Nothing after the line containing "use crate::inbound::http::session::SessionContext;" belongs in the answer; write out exactly every line from the start of the material up to it, including it.

SOURCE INFORMATION:
* * * *

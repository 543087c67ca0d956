//! Organization and membership HTTP handlers.
//!
//! ```text
//! POST /api/v1/organizations
//! POST /api/v1/organizations/{id}/join
//! GET  /api/v1/pending-requests
//! POST /api/v1/organizations/{id}/requests/{user_id}
//! ```

use actix_web::{HttpResponse, get, post, web};
use serde::{Deserialize, Serialize};
use utoipa::ToSchema;

use crate::domain::ports::CreateOrganizationRequest;
use crate::domain::{Error, Membership, Organization, OrganizationId, ReviewAction, UserId};
use crate::inbound::http::ApiResult;
use crate::inbound::http::auth::current_user;
use crate::inbound::http::session::SessionContext;
use crate::inbound::http::state::HttpState;
use crate::inbound::http::validation::{missing_field_error, require_non_empty};

/// Request body for `POST /api/v1/organizations`.
#[derive(Debug, Deserialize, Serialize, ToSchema)]
#[serde(rename_all = "camelCase")]
pub struct CreateOrganizationHttpRequest {
    pub name: Option<String>,
    pub description: Option<String>,
}

/// Admin decision payload shared by the review endpoints.
#[derive(Debug, Deserialize, Serialize, ToSchema)]
#[serde(rename_all = "camelCase")]
pub struct ReviewRequest {
    pub action: ReviewAction,
    pub reason: Option<String>,
}

/// Organization payload returned by the handlers.
#[derive(Debug, Serialize, ToSchema)]
#[serde(rename_all = "camelCase")]
pub struct OrganizationResponse {
    pub id: String,
    pub name: String,
    pub description: Option<String>,
    pub parent_id: Option<String>,
    pub created_by: String,
    pub created_at: String,
    pub archived: bool,
}

impl From<Organization> for OrganizationResponse {
    fn from(org: Organization) -> Self {
        Self {
            id: org.id().to_string(),
            name: org.name().to_owned(),
            description: org.description().map(str::to_owned),
            parent_id: org.parent_id().map(ToString::to_string),
            created_by: org.created_by().to_string(),
            created_at: org.created_at().to_rfc3339(),
            archived: org.is_archived(),
        }
    }
}

/// Membership payload returned by the join and review endpoints.
#[derive(Debug, Serialize, ToSchema)]
#[serde(rename_all = "camelCase")]
pub struct MembershipResponse {
    pub organization_id: String,
    pub user_id: String,
    pub status: String,
    pub requested_at: String,
    pub joined_at: Option<String>,
    pub rejected_at: Option<String>,
    pub rejection_reason: Option<String>,
}

impl From<Membership> for MembershipResponse {
    fn from(membership: Membership) -> Self {
        Self {
            organization_id: membership.organization_id().to_string(),
            user_id: membership.user_id().to_string(),
            status: membership.status().as_str().to_owned(),
            requested_at: membership.requested_at().to_rfc3339(),
            joined_at: membership.joined_at().map(|at| at.to_rfc3339()),
            rejected_at: membership.rejected_at().map(|at| at.to_rfc3339()),
            rejection_reason: membership.rejection_reason().map(str::to_owned),
        }
    }
}

fn parse_create_request(
    payload: CreateOrganizationHttpRequest,
    created_by: UserId,
) -> Result<CreateOrganizationRequest, Error> {
    let name = payload.name.ok_or_else(|| missing_field_error("name"))?;
    let name = require_non_empty(&name, "name")?;
    let description = payload
        .description
        .map(|d| d.trim().to_owned())
        .filter(|d| !d.is_empty());
    Ok(CreateOrganizationRequest {
        name,
        description,
        created_by,
    })
}

/// Create an organization; the creator becomes its first admin.
#[utoipa::path(
    post,
    path = "/api/v1/organizations",
    request_body = CreateOrganizationHttpRequest,
    responses(
        (status = 201, description = "Organization created", body = OrganizationResponse),
        (status = 400, description = "Invalid request", body = Error),
        (status = 401, description = "Unauthorised", body = Error)
    ),
    tags = ["organizations"],
    operation_id = "createOrganization"
)]
#[post("/organizations")]
pub async fn create_organization(
    state: web::Data<HttpState>,
    session: SessionContext,
    payload: web::Json<CreateOrganizationHttpRequest>,
) -> ApiResult<HttpResponse> {
    let user = current_user(&state, &session).await?;
    let request = parse_create_request(payload.into_inner(), *user.id())?;
    let organization = state.organizations.create_organization(request).await?;
    Ok(HttpResponse::Created().json(OrganizationResponse::from(organization)))
}

/// File a membership request for the authenticated user.
#[utoipa::path(
    post,
    path = "/api/v1/organizations/{id}/join",
    params(("id" = String, Path, description = "Organization id")),
    responses(
        (status = 201, description = "Request filed", body = MembershipResponse),
        (status = 401, description = "Unauthorised", body = Error),
        (status = 404, description = "Organization not found", body = Error),
        (status = 409, description = "Already pending or a member", body = Error)
    ),
    tags = ["organizations"],
    operation_id = "joinOrganization"
)]
#[post("/organizations/{id}/join")]
pub async fn join_organization(
    state: web::Data<HttpState>,
    session: SessionContext,
    path: web::Path<OrganizationId>,
) -> ApiResult<HttpResponse> {
    let user = current_user(&state, &session).await?;
    let membership = state
        .memberships
        .join_organization(&path.into_inner(), user.id())
        .await?;
    Ok(HttpResponse::Created().json(MembershipResponse::from(membership)))
}

/// Pending membership requests across the organizations the caller
/// administers, oldest first.
#[utoipa::path(
    get,
    path = "/api/v1/pending-requests",
    responses(
        (status = 200, description = "Pending requests", body = [MembershipResponse]),
        (status = 401, description = "Unauthorised", body = Error)
    ),
    tags = ["organizations"],
    operation_id = "listPendingRequests"
)]
#[get("/pending-requests")]
pub async fn pending_requests(
    state: web::Data<HttpState>,
    session: SessionContext,
) -> ApiResult<web::Json<Vec<MembershipResponse>>> {
    let user = current_user(&state, &session).await?;
    let queue = state.pending_requests.pending_requests(user.id()).await?;
    Ok(web::Json(
        queue.into_iter().map(MembershipResponse::from).collect(),
    ))
}

/// Accept or reject a pending membership request.
#[utoipa::path(
    post,
    path = "/api/v1/organizations/{id}/requests/{user_id}",
    params(
        ("id" = String, Path, description = "Organization id"),
        ("user_id" = String, Path, description = "Requesting user id")
    ),
    request_body = ReviewRequest,
    responses(
        (status = 200, description = "Request reviewed", body = MembershipResponse),
        (status = 401, description = "Unauthorised", body = Error),
        (status = 403, description = "Not an admin", body = Error),
        (status = 404, description = "Request not found", body = Error),
        (status = 409, description = "Request no longer pending", body = Error)
    ),
    tags = ["organizations"],
    operation_id = "reviewJoinRequest"
)]
#[post("/organizations/{id}/requests/{user_id}")]
pub async fn review_join_request(
    state: web::Data<HttpState>,
    session: SessionContext,
    path: web::Path<(OrganizationId, UserId)>,
    payload: web::Json<ReviewRequest>,
) -> ApiResult<web::Json<MembershipResponse>> {
    let actor = current_user(&state, &session).await?;
    let (org_id, user_id) = path.into_inner();
    let body = payload.into_inner();
    let membership = state
        .memberships
        .handle_join_request(&org_id, &user_id, actor.id(), body.action, body.reason)
        .await?;
    Ok(web::Json(MembershipResponse::from(membership)))
}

* * * *

SOLUTION FOR THIS TASK:
repository 543087c67ca0d956
//! Organization and membership HTTP handlers.
//!
//! ```text
//! POST /api/v1/organizations
//! POST /api/v1/organizations/{id}/join
//! GET  /api/v1/pending-requests
//! POST /api/v1/organizations/{id}/requests/{user_id}
//! ```

use actix_web::{HttpResponse, get, post, web};
use serde::{Deserialize, Serialize};
use utoipa::ToSchema;

use crate::domain::ports::CreateOrganizationRequest;
use crate::domain::{Error, Membership, Organization, OrganizationId, ReviewAction, UserId};
use crate::inbound::http::ApiResult;
use crate::inbound::http::auth::current_user;
use crate::inbound::http::session::SessionContext;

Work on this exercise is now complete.